Through his leadership roles in film exhibition over the last twenty years, Bernardo Rondeau has strived to advance the understanding, celebration, and preservation of cinema.
Since 2023, Rondeau has overseen the film programming for the forthcoming Lucas Museum of Narrative Art’s two state-of-the-art theaters. In the lead up to the museum’s opening he has collaborated with institutions such as the UCLA Film and Television Archive and the American Cinematheque on a first-ever comprehensive survey of Armenian/Georgian/Ukrainian filmmaker Sergei Parajanov, with the Philosophical Research Society on a centennial tribute to “the first underground movie star” Taylor Mead and with USC’s School of Cinematic Arts and the Fisher Museum of Art in conjunction with the exhibit Sci-Fi, Magick, Queer L.A.: Sexual Science and the Imagi-Nation, presented as part of PST Art.

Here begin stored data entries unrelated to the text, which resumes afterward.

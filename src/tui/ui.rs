use chrono::NaiveDate;
use ratatui::{
    layout::{Constraint, Direction, Layout, Rect},
    style::{Color, Modifier, Style},
    text::{Line, Span, Text},
    widgets::{Block, Borders, Cell, Clear, Paragraph, Row, Table},
    Frame,
};

use super::app::{App, InputField, InputMode, ViewMode};
use crate::calendar::indicators;
use crate::models::{Priority, TaskRecord};

pub fn ui(f: &mut Frame, app: &mut App) {
    let chunks = Layout::default()
        .direction(Direction::Vertical)
        .constraints([
            Constraint::Min(0),    // Body
            Constraint::Length(1), // Status
            Constraint::Length(3), // Help
        ])
        .split(f.area());

    match app.view_mode {
        ViewMode::Tasks => {
            let title = format!(
                "todocal - Tasks [category: {} | view: {} | search: {}{}]",
                app.filter.category,
                app.filter.date_view.as_str(),
                if app.filter.query.is_empty() { "-" } else { app.filter.query.as_str() },
                if app.filter.show_completed { "" } else { " | pending only" },
            );
            let table = task_table(&app.shown, title);
            f.render_stateful_widget(table, chunks[0], &mut app.state);
        }
        ViewMode::Calendar => {
            let body = Layout::default()
                .direction(Direction::Horizontal)
                .constraints([Constraint::Length(44), Constraint::Min(0)])
                .split(chunks[0]);

            render_month(f, app, body[0]);

            let title = app.selected_date.format("%A, %B %-d %Y").to_string();
            let table = task_table(&app.day_tasks, title);
            f.render_stateful_widget(table, body[1], &mut app.state);
        }
    }

    let status = Paragraph::new(app.status.clone().unwrap_or_default()).style(
        match app.status.as_deref() {
            Some(s) if s.starts_with("Error") => Style::default().fg(Color::Red),
            _ => Style::default().fg(Color::Green),
        },
    );
    f.render_widget(status, chunks[1]);

    let help_text = match app.input_mode {
        InputMode::Normal => match app.view_mode {
            ViewMode::Tasks => "q: Quit | a: Add | e: Text | t: Due | m: Time | c: Cat | p: Prio | i: Emoji | Space: Done | d: Del | f: Filter | w: Range | /: Search | x: Hide Done | v: Calendar",
            ViewMode::Calendar => "q: Quit | ←/→: Day | ↑/↓: Week | [/]: Month | g: Today | j/k: Select | a: Add | Space: Done | d: Del | v: Tasks",
        },
        InputMode::Editing => "Enter: Save (empty clears) | Esc: Cancel",
        InputMode::Adding => "Enter: Next Step | Esc: Cancel",
        InputMode::Searching => "Type to search | Enter: Keep | Esc: Clear",
    };

    let help = Paragraph::new(help_text)
        .style(Style::default().fg(Color::Gray))
        .block(Block::default().borders(Borders::ALL));

    f.render_widget(help, chunks[2]);

    if app.input_mode != InputMode::Normal {
        let area = centered_rect(60, 3, f.area());
        f.render_widget(Clear, area);

        let title = match app.input_mode {
            InputMode::Adding => app.add_state.step.prompt(),
            InputMode::Searching => "Search",
            _ => match app.input_field {
                InputField::Text => "Edit Text",
                InputField::Due => "Edit Due Date (YYYY-MM-DD)",
                InputField::Time => "Edit Time (H:MM am/pm)",
                InputField::Category => "Edit Category",
                InputField::Priority => "Edit Priority",
                InputField::Emoji => "Edit Emoji",
                InputField::None => "Edit",
            },
        };

        let input = Paragraph::new(app.input_buffer.as_str())
            .style(Style::default().fg(Color::Yellow))
            .block(Block::default().borders(Borders::ALL).title(title));

        f.render_widget(input, area);
    }
}

fn task_table<'a>(tasks: &'a [TaskRecord], title: String) -> Table<'a> {
    let rows: Vec<Row> = tasks
        .iter()
        .map(|t| {
            let text = match &t.emoji {
                Some(emoji) => format!("{} {}", emoji, t.text),
                None => t.text.clone(),
            };
            let mut style = Style::default().fg(priority_color(t.priority));
            if t.completed {
                style = Style::default().fg(Color::DarkGray).add_modifier(Modifier::CROSSED_OUT);
            }

            Row::new(vec![
                Cell::from(t.id.to_string()),
                Cell::from(text),
                Cell::from(t.category.label()),
                Cell::from(t.priority.label()),
                Cell::from(t.due_label()),
                Cell::from(if t.repetition.is_none() { String::new() } else { t.repetition.to_string() }),
                Cell::from(if t.completed { "Done" } else { "Pending" }),
            ])
            .style(style)
        })
        .collect();

    let widths = [
        Constraint::Length(5),
        Constraint::Min(20),
        Constraint::Length(10),
        Constraint::Length(8),
        Constraint::Length(17),
        Constraint::Length(9),
        Constraint::Length(8),
    ];

    Table::new(rows, widths)
        .header(
            Row::new(vec!["ID", "Task", "Category", "Priority", "Due", "Repeat", "Status"])
                .style(Style::default().fg(Color::Cyan).add_modifier(Modifier::BOLD))
                .bottom_margin(1),
        )
        .block(Block::default().borders(Borders::ALL).title(title))
        .row_highlight_style(Style::default().add_modifier(Modifier::BOLD).bg(Color::DarkGray))
        .highlight_symbol(">> ")
}

fn render_month(f: &mut Frame, app: &App, area: Rect) {
    let today = app.today();
    let rows: Vec<Row> = app
        .month
        .weeks()
        .into_iter()
        .map(|week| {
            Row::new(week.into_iter().map(|cell| match cell {
                Some(date) => day_cell(app, date, today),
                None => Cell::from(""),
            }))
            .height(2)
        })
        .collect();

    let table = Table::new(rows, [Constraint::Length(5); 7])
        .header(
            Row::new(vec!["Sun", "Mon", "Tue", "Wed", "Thu", "Fri", "Sat"])
                .style(Style::default().fg(Color::Cyan).add_modifier(Modifier::BOLD)),
        )
        .block(Block::default().borders(Borders::ALL).title(app.month.title()));

    f.render_widget(table, area);
}

fn day_cell(app: &App, date: NaiveDate, today: NaiveDate) -> Cell<'static> {
    let mut day_style = Style::default();
    if date == today {
        day_style = day_style.add_modifier(Modifier::BOLD | Modifier::UNDERLINED);
    }
    if date == app.selected_date {
        day_style = day_style.add_modifier(Modifier::REVERSED);
    }

    let markers: Vec<Span> = indicators(&app.index, date)
        .into_iter()
        .map(|p| Span::styled("•", Style::default().fg(priority_color(p))))
        .collect();

    Cell::from(Text::from(vec![
        Line::from(Span::styled(date.format("%-d").to_string(), day_style)),
        Line::from(markers),
    ]))
}

fn priority_color(priority: Priority) -> Color {
    match priority {
        Priority::High => Color::Red,
        Priority::Medium => Color::Yellow,
        Priority::Low => Color::Green,
        Priority::None => Color::Reset,
    }
}

fn centered_rect(percent_x: u16, height: u16, r: Rect) -> Rect {
    let popup_layout = Layout::default()
        .direction(Direction::Vertical)
        .constraints([
            Constraint::Length(r.height.saturating_sub(height) / 2),
            Constraint::Length(height),
            Constraint::Length(r.height.saturating_sub(height) / 2),
        ])
        .split(r);

    Layout::default()
        .direction(Direction::Horizontal)
        .constraints([
            Constraint::Percentage((100 - percent_x) / 2),
            Constraint::Percentage(percent_x),
            Constraint::Percentage((100 - percent_x) / 2),
        ])
        .split(popup_layout[1])[1]
}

Prior to this, Rondeau led the film department at the Academy Museum of Motion Pictures from 2017 until 2023, where he oversaw programming, management, vision, and the overall performance of its two cinemas, which collectively accommodate 1,275 people. These cinemas became a central hub for both film enthusiasts and filmmakers, launching with a screening of The Wizard of Oz accompanied by a 50-piece orchestra. Rondeau’s innovative programming at the Academy Museum included creating the Branch Selects series, which has since traveled to New York’s Paris Theater, an annual celebration of Mexican cinema, and the film preservation festival Present Past, which celebrated its second edition in 2024.

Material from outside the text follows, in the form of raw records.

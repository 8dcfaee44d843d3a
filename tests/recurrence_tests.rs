use chrono::{Datelike, NaiveDate, Weekday};
use todocal::error::Error;
use todocal::models::{Priority, Repetition, TaskDraft};
use todocal::recurrence::{expand, occurrence_dates, DEFAULT_OCCURRENCES};

fn date(y: i32, m: u32, d: u32) -> NaiveDate {
    NaiveDate::from_ymd_opt(y, m, d).unwrap()
}

fn repeating(text: &str, anchor: NaiveDate, repetition: Repetition) -> TaskDraft {
    TaskDraft {
        due_date: Some(anchor),
        repetition,
        ..TaskDraft::new(text)
    }
}

fn dates(drafts: &[TaskDraft]) -> Vec<NaiveDate> {
    drafts.iter().filter_map(|d| d.due_date).collect()
}

#[test]
fn non_repeating_draft_is_returned_unchanged() {
    let draft = TaskDraft::new("read");
    let out = expand(&draft, DEFAULT_OCCURRENCES).unwrap();
    assert_eq!(out, vec![draft]);
}

#[test]
fn repeating_draft_without_date_is_rejected() {
    let mut draft = TaskDraft::new("stretch");
    draft.repetition = Repetition::Daily;
    assert!(matches!(expand(&draft, 5), Err(Error::MissingAnchorDate)));
}

#[test]
fn daily_and_weekly_step_from_anchor() {
    let anchor = date(2024, 2, 27);
    let daily = expand(&repeating("water", anchor, Repetition::Daily), 5).unwrap();
    assert_eq!(
        dates(&daily),
        vec![date(2024, 2, 27), date(2024, 2, 28), date(2024, 2, 29), date(2024, 3, 1), date(2024, 3, 2)]
    );

    let weekly = expand(&repeating("review", anchor, Repetition::Weekly), 3).unwrap();
    assert_eq!(dates(&weekly), vec![date(2024, 2, 27), date(2024, 3, 5), date(2024, 3, 12)]);
}

#[test]
fn weekdays_skip_the_weekend() {
    let mut draft = repeating("gym", date(2024, 3, 1), Repetition::Weekdays);
    draft.priority = Priority::High;
    let out = expand(&draft, 5).unwrap();
    assert_eq!(
        dates(&out),
        vec![date(2024, 3, 1), date(2024, 3, 4), date(2024, 3, 5), date(2024, 3, 6), date(2024, 3, 7)]
    );
    assert!(out.iter().all(|d| d.priority == Priority::High && d.text == "gym"));
}

#[test]
fn weekdays_from_saturday_start_on_monday() {
    let out = occurrence_dates(date(2024, 3, 2), Repetition::Weekdays, 5);
    assert_eq!(out.len(), 5);
    assert_eq!(out[0], date(2024, 3, 4));
    assert!(out.iter().all(|d| !matches!(d.weekday(), Weekday::Sat | Weekday::Sun)));
    assert_eq!(out[4], date(2024, 3, 8));
}

#[test]
fn monthly_clamps_to_month_end() {
    let out = occurrence_dates(date(2024, 1, 31), Repetition::Monthly, 5);
    assert_eq!(
        out,
        vec![date(2024, 1, 31), date(2024, 2, 29), date(2024, 3, 31), date(2024, 4, 30), date(2024, 5, 31)]
    );
}

#[test]
fn occurrences_differ_only_in_date() {
    let mut draft = repeating("pay rent", date(2024, 1, 15), Repetition::Monthly);
    draft.emoji = Some("🏠".into());
    let out = expand(&draft, 4).unwrap();
    assert_eq!(out.len(), 4);
    for occurrence in &out {
        assert_eq!(
            TaskDraft { due_date: draft.due_date, ..occurrence.clone() },
            draft
        );
    }
}

#[test]
fn occurrence_count_is_configurable() {
    let out = expand(&repeating("walk", date(2024, 3, 1), Repetition::Daily), 8).unwrap();
    assert_eq!(out.len(), 8);
    assert_eq!(out[7].due_date, Some(date(2024, 3, 8)));
}
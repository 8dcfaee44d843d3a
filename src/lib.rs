//! Library half of todocal: the task model, repeat expansion, ordering and
//! filtering, the calendar index, storage backends, and the TUI.

pub mod calendar;
pub mod clock;
pub mod commands;
pub mod config;
pub mod error;
pub mod logging;
pub mod models;
pub mod ordering;
pub mod recurrence;
pub mod remote;
pub mod storage;
pub mod tui;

Before that, Rondeau managed the programming for the longest-running museum film program in Southern California at the Los Angeles County Museum of Art, where he presented the first local retrospectives of emerging filmmakers such as Arnaud Desplechin, Bong Joon-ho, and Lee Chang-dong.
Rondeau has moderated discussions with filmmakers such as Malcolm McDowell, Bela Tarr, Guillermo del Toro, Park Chan-wook, Dante Ferretti, Derek Cianfrance, Yang Ik-joon, Doug Jones, Gabriel Figueroa Jr., Guillermo Navarro, and many more. He has also been interviewed in print in publications ranging from the New York Times, the Los Angeles Times, Film Comment, Variety, Indiewire MovieMaker Magazine, as well as on-camera for various local and international media outlets, including in Portuguese and Spanish.
Rondeau teaches a graduate-level seminar at UCLA’s School of Film, Theater and Television on the history and practice of film programming.